═══ Material provided ═══

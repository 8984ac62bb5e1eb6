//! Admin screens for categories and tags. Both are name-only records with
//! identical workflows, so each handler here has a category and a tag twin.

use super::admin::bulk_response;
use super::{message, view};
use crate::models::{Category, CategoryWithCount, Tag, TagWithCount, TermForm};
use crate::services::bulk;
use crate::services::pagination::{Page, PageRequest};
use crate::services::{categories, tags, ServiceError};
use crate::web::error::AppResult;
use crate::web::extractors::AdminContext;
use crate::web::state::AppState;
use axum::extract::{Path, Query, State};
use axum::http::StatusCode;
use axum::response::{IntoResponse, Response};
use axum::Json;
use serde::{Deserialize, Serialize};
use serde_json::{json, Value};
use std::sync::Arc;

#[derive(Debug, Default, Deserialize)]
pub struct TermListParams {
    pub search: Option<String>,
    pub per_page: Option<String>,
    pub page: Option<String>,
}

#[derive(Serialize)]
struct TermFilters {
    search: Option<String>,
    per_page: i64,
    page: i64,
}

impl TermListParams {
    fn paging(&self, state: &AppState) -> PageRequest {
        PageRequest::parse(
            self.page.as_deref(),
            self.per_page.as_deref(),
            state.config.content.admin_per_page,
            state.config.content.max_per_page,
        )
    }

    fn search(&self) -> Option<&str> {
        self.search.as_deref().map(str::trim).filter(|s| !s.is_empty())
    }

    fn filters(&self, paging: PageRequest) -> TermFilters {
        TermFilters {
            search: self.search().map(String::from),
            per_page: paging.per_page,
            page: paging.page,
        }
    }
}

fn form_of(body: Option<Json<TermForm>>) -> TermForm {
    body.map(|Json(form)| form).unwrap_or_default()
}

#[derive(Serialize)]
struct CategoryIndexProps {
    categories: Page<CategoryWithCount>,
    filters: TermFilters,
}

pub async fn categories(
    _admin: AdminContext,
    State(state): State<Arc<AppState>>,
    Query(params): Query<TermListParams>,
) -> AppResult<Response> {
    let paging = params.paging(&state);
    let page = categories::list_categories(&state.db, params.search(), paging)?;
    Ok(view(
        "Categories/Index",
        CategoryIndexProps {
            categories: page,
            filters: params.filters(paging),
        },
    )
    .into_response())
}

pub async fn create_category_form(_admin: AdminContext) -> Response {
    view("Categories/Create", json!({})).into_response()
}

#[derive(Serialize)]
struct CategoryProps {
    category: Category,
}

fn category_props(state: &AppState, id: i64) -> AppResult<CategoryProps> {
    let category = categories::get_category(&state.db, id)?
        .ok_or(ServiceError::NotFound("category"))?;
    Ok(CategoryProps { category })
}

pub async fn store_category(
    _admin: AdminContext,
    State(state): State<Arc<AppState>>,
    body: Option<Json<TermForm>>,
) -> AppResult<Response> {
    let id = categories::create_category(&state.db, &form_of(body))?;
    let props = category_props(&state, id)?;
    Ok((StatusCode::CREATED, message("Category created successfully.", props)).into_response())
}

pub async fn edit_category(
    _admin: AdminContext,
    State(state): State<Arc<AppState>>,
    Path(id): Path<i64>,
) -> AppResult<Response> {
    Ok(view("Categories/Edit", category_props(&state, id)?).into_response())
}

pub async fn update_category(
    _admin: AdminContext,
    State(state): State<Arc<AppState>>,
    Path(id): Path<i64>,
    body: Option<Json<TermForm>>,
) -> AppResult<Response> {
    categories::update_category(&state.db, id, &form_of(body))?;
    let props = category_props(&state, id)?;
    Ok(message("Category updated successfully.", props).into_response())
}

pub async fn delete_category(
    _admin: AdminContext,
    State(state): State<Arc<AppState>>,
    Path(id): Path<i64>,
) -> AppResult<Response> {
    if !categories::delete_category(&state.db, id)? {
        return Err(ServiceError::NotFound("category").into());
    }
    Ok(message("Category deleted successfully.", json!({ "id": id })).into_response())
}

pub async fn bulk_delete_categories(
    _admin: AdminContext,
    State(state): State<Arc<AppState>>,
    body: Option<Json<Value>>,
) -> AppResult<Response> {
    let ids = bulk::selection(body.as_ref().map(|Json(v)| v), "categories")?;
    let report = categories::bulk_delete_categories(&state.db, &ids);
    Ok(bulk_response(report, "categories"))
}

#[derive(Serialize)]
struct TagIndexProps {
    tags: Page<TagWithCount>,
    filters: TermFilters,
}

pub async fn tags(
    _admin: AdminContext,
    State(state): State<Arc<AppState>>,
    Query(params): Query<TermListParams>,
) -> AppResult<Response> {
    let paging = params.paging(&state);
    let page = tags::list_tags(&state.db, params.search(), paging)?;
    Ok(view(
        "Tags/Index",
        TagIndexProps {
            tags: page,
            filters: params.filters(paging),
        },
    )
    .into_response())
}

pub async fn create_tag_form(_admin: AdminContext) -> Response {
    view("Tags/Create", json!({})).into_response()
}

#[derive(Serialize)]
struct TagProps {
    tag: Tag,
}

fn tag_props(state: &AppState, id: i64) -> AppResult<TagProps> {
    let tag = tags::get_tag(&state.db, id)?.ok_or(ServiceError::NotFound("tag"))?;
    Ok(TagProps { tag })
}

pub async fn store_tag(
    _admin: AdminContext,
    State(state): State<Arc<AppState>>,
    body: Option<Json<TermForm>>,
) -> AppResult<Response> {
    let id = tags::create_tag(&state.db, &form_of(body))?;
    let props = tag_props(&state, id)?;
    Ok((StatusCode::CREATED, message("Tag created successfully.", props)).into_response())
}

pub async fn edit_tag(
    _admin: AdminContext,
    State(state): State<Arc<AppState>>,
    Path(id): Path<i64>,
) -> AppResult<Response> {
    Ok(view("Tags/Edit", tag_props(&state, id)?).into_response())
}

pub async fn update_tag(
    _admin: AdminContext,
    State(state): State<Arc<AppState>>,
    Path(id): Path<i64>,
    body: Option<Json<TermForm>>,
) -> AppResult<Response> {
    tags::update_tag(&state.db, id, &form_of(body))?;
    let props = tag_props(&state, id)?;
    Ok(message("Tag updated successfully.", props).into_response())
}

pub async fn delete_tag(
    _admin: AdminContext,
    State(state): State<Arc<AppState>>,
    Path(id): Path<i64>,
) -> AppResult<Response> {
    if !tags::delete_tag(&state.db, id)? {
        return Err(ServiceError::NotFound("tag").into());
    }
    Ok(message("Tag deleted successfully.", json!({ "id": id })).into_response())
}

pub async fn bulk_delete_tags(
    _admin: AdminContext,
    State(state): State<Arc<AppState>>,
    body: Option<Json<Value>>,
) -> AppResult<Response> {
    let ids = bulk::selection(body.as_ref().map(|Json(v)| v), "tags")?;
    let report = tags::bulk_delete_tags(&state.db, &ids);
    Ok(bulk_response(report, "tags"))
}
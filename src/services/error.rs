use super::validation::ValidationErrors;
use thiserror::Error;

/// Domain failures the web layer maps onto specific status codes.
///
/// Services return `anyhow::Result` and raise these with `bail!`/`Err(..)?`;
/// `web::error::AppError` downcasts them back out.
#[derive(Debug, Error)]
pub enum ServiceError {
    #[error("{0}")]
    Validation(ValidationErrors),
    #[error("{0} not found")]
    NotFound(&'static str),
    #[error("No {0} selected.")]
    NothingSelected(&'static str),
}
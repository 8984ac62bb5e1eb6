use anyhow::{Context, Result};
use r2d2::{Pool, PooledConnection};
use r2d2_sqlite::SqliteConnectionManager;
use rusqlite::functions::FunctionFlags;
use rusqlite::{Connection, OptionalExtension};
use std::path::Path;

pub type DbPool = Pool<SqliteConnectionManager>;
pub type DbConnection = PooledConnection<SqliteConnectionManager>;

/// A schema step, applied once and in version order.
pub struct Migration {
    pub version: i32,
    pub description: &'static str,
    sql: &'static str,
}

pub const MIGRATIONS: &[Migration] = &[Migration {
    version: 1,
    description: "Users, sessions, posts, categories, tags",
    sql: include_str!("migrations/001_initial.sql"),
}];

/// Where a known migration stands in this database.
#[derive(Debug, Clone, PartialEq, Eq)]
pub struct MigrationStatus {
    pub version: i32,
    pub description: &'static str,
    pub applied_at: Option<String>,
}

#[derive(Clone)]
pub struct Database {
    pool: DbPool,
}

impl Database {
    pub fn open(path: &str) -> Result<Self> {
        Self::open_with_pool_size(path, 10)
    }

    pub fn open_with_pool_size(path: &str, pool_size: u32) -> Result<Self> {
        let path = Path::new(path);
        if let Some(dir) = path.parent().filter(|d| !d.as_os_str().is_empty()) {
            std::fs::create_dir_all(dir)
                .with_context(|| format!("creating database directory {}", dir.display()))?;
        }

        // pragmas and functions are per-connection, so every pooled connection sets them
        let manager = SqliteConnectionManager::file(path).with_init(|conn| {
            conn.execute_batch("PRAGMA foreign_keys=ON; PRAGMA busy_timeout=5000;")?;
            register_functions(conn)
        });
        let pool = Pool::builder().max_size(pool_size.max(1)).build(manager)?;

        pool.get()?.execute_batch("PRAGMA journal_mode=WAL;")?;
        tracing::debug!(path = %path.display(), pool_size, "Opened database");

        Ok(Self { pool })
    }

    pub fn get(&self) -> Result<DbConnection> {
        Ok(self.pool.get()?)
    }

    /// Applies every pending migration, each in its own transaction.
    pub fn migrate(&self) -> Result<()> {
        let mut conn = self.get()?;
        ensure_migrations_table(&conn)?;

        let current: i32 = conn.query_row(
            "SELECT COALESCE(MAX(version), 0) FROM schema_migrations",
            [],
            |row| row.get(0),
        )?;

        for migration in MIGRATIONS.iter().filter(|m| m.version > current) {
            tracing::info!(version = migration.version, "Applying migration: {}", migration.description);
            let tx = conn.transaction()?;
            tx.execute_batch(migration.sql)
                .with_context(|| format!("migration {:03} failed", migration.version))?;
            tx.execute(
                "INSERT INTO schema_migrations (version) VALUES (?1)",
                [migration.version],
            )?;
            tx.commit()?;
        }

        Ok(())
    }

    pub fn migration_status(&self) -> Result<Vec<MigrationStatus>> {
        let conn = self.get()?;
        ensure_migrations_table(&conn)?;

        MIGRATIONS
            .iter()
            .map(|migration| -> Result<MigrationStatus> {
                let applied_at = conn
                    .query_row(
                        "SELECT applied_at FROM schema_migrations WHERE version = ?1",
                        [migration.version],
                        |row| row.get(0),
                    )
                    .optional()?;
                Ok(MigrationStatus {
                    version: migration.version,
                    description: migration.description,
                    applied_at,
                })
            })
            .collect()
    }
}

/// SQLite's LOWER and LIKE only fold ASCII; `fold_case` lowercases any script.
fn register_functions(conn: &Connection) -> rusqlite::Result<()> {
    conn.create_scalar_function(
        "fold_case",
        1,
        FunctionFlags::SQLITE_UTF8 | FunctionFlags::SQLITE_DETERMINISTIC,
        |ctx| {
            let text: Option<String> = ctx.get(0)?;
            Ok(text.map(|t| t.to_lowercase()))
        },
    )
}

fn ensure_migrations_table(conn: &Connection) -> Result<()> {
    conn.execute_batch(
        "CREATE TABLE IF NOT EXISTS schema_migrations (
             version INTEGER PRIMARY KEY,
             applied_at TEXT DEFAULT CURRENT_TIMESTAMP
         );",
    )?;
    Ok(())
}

═══

**What to work on:**
Copy every line from the entries that contains the word "SqliteConnectionManager".

**Response box:**
use r2d2_sqlite::SqliteConnectionManager;
pub type DbPool = Pool<SqliteConnectionManager>;
pub type DbConnection = PooledConnection<SqliteConnectionManager>;
        let manager = SqliteConnectionManager::file(path).with_init(|conn| {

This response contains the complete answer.